┏━━
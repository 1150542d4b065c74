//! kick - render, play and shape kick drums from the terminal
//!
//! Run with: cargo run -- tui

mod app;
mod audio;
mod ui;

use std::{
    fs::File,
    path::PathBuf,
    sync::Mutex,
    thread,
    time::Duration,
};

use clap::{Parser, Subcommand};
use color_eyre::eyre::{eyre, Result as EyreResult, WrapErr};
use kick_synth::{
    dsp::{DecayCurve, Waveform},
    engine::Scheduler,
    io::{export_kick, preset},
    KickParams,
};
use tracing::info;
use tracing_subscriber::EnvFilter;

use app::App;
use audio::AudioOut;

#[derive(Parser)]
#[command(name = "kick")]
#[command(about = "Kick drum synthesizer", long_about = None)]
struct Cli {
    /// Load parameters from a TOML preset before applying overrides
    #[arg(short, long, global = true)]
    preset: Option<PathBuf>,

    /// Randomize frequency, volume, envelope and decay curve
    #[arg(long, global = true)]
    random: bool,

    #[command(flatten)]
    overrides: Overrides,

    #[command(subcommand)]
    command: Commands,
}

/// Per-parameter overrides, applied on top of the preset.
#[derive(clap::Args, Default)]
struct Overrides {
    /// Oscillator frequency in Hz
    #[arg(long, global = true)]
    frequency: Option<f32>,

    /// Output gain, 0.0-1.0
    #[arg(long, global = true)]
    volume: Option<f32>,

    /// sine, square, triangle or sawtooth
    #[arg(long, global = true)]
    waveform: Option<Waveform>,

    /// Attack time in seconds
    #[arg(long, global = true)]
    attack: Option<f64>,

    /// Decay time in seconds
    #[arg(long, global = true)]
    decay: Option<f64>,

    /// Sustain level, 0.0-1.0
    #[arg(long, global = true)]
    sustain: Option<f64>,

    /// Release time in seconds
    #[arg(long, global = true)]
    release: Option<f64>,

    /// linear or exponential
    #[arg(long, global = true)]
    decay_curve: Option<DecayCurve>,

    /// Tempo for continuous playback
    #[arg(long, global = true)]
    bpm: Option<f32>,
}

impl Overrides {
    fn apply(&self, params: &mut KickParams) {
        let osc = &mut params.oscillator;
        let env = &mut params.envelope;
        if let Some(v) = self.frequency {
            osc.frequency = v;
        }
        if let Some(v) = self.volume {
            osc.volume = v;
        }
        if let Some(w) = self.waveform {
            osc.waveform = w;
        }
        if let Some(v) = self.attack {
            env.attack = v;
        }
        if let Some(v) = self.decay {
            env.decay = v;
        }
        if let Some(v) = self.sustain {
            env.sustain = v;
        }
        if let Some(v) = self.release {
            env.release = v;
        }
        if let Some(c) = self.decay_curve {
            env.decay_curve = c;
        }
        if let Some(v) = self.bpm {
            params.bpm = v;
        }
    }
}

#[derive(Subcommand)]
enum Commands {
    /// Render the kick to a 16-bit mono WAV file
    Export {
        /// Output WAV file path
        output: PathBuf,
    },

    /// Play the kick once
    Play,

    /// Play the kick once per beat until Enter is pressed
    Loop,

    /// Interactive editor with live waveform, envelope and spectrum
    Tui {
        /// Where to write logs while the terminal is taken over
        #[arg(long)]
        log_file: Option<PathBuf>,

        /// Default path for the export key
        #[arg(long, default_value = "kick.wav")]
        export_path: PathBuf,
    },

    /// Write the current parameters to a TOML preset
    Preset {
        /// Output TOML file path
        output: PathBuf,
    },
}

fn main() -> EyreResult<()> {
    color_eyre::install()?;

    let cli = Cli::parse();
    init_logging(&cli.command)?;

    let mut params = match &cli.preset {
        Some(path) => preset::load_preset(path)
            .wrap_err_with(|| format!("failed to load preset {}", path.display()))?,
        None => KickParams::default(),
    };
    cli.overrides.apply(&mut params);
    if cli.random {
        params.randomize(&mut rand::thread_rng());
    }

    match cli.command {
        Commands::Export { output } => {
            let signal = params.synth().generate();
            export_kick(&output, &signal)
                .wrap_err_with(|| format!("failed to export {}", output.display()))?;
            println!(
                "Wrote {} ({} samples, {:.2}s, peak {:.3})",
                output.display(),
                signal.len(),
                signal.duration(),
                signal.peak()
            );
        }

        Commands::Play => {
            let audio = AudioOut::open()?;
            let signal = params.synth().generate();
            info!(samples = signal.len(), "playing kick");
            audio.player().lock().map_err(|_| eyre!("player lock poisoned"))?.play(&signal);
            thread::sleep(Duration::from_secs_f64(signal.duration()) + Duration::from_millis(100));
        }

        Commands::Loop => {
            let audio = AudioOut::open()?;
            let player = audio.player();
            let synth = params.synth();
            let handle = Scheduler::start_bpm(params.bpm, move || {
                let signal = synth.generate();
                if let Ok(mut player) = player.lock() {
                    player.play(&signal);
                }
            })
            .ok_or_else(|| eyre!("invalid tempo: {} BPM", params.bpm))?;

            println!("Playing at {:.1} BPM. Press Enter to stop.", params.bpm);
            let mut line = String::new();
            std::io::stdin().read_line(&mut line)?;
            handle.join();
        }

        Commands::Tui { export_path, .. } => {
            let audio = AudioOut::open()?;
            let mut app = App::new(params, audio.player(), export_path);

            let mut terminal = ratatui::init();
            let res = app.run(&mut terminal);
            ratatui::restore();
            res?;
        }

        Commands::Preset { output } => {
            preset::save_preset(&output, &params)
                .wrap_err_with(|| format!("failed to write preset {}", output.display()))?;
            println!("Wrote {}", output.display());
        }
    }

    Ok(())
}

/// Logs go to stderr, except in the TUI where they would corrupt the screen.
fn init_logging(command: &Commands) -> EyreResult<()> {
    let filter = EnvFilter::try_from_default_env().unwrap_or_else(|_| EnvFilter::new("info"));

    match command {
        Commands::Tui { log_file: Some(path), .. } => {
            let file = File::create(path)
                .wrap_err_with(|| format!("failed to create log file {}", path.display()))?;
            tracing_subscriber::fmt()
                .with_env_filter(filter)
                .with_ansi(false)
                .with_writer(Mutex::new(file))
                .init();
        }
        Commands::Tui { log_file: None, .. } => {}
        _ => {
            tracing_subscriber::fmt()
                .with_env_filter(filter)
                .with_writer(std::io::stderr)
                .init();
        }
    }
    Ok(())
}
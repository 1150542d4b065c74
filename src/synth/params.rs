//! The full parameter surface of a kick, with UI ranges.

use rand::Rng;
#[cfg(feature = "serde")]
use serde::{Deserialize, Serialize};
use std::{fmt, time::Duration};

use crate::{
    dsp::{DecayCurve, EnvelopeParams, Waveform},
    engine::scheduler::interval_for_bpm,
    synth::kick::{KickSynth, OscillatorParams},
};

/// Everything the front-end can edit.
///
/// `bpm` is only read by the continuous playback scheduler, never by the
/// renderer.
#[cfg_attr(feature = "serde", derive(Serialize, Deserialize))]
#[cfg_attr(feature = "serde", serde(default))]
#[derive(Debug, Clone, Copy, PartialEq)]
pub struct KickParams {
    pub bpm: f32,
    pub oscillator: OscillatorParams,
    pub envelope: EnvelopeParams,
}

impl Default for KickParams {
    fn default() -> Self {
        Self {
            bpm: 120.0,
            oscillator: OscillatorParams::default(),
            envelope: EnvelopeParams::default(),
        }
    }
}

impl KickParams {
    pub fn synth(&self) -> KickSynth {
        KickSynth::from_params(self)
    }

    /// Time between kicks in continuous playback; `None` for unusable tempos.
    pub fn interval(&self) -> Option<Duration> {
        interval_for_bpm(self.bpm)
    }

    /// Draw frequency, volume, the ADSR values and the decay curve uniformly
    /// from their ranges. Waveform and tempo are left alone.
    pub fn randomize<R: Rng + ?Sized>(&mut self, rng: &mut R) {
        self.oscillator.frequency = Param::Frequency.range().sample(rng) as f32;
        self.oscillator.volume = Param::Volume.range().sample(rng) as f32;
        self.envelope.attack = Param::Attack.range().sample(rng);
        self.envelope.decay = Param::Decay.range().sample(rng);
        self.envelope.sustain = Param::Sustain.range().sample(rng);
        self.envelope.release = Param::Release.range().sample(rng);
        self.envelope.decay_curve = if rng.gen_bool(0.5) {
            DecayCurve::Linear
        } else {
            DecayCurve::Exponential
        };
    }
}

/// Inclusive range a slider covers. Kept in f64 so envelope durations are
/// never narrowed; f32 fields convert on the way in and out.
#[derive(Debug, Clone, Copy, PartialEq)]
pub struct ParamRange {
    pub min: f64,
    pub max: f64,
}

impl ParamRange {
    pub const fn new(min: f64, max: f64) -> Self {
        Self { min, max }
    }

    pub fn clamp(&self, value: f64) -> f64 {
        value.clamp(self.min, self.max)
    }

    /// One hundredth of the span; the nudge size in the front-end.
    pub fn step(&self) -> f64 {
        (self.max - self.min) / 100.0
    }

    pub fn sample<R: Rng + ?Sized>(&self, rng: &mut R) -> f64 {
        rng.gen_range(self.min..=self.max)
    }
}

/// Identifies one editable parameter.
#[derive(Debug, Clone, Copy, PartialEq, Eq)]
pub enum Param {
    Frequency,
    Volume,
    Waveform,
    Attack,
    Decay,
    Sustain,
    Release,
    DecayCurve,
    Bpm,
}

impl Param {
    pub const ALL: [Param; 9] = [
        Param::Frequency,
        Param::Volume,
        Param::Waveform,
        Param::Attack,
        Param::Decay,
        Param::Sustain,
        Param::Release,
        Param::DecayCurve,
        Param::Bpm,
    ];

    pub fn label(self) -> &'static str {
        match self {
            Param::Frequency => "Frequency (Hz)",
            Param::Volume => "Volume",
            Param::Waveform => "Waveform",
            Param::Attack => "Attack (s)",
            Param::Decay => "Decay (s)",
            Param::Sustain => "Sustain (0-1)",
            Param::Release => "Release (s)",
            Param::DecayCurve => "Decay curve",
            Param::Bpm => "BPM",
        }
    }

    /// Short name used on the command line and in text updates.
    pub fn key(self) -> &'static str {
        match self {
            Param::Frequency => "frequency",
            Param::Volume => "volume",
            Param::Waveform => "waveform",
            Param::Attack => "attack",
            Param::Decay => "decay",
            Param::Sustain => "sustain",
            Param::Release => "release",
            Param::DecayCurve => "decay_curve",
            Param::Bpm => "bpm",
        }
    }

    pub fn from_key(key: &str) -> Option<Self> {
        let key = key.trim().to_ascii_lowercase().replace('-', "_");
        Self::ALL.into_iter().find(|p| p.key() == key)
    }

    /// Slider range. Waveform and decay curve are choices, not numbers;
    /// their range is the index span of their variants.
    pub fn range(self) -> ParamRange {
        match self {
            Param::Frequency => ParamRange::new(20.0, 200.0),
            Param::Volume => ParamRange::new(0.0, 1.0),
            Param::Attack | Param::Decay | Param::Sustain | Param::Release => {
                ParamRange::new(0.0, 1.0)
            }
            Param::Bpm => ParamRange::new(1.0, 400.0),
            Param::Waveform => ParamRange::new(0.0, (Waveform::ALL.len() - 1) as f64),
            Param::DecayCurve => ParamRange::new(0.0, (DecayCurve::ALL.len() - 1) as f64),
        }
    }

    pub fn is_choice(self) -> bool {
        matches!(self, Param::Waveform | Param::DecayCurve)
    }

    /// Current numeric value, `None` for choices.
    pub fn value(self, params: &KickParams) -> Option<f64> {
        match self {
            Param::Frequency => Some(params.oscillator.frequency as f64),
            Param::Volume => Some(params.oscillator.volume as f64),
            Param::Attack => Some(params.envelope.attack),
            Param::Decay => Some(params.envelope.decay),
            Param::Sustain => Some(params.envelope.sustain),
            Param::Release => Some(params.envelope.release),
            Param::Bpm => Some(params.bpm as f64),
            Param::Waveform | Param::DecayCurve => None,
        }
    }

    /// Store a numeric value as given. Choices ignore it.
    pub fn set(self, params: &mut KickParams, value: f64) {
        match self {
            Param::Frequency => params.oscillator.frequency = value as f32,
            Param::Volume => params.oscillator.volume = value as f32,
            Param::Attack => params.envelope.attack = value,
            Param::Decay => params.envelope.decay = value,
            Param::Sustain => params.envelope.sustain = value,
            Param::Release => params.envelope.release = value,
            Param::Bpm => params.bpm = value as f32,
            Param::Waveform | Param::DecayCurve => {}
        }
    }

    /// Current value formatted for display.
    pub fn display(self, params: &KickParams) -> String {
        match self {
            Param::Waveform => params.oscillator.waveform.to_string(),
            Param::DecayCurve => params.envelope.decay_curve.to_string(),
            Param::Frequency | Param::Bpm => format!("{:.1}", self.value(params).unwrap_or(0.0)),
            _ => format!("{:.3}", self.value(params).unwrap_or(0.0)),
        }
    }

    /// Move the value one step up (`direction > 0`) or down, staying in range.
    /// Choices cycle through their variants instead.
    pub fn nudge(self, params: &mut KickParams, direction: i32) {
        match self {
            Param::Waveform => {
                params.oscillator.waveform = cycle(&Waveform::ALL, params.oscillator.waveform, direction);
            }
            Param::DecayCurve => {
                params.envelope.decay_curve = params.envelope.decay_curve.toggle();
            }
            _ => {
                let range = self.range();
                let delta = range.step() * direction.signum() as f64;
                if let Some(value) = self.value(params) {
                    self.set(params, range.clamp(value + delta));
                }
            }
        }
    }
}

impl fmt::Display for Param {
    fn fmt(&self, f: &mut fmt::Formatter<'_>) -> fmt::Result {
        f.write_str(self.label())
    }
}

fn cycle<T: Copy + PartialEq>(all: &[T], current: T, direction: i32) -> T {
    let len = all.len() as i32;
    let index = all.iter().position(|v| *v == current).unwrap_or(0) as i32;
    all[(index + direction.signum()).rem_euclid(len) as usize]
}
┗━━
- **Work to complete**:
Take the stretch of lines above from the one containing "their variants instead." through the one containing "let index = all.iter().position(|v|" and repeat it exactly, adding no other line.

- **Task answer**:
    /// Choices cycle through their variants instead.
    pub fn nudge(self, params: &mut KickParams, direction: i32) {
        match self {
            Param::Waveform => {
                params.oscillator.waveform = cycle(&Waveform::ALL, params.oscillator.waveform, direction);
            }
            Param::DecayCurve => {
                params.envelope.decay_curve = params.envelope.decay_curve.toggle();
            }
            _ => {
                let range = self.range();
                let delta = range.step() * direction.signum() as f64;
                if let Some(value) = self.value(params) {
                    self.set(params, range.clamp(value + delta));
                }
            }
        }
    }
}

impl fmt::Display for Param {
    fn fmt(&self, f: &mut fmt::Formatter<'_>) -> fmt::Result {
        f.write_str(self.label())
    }
}

fn cycle<T: Copy + PartialEq>(all: &[T], current: T, direction: i32) -> T {
    let len = all.len() as i32;
    let index = all.iter().position(|v| *v == current).unwrap_or(0) as i32;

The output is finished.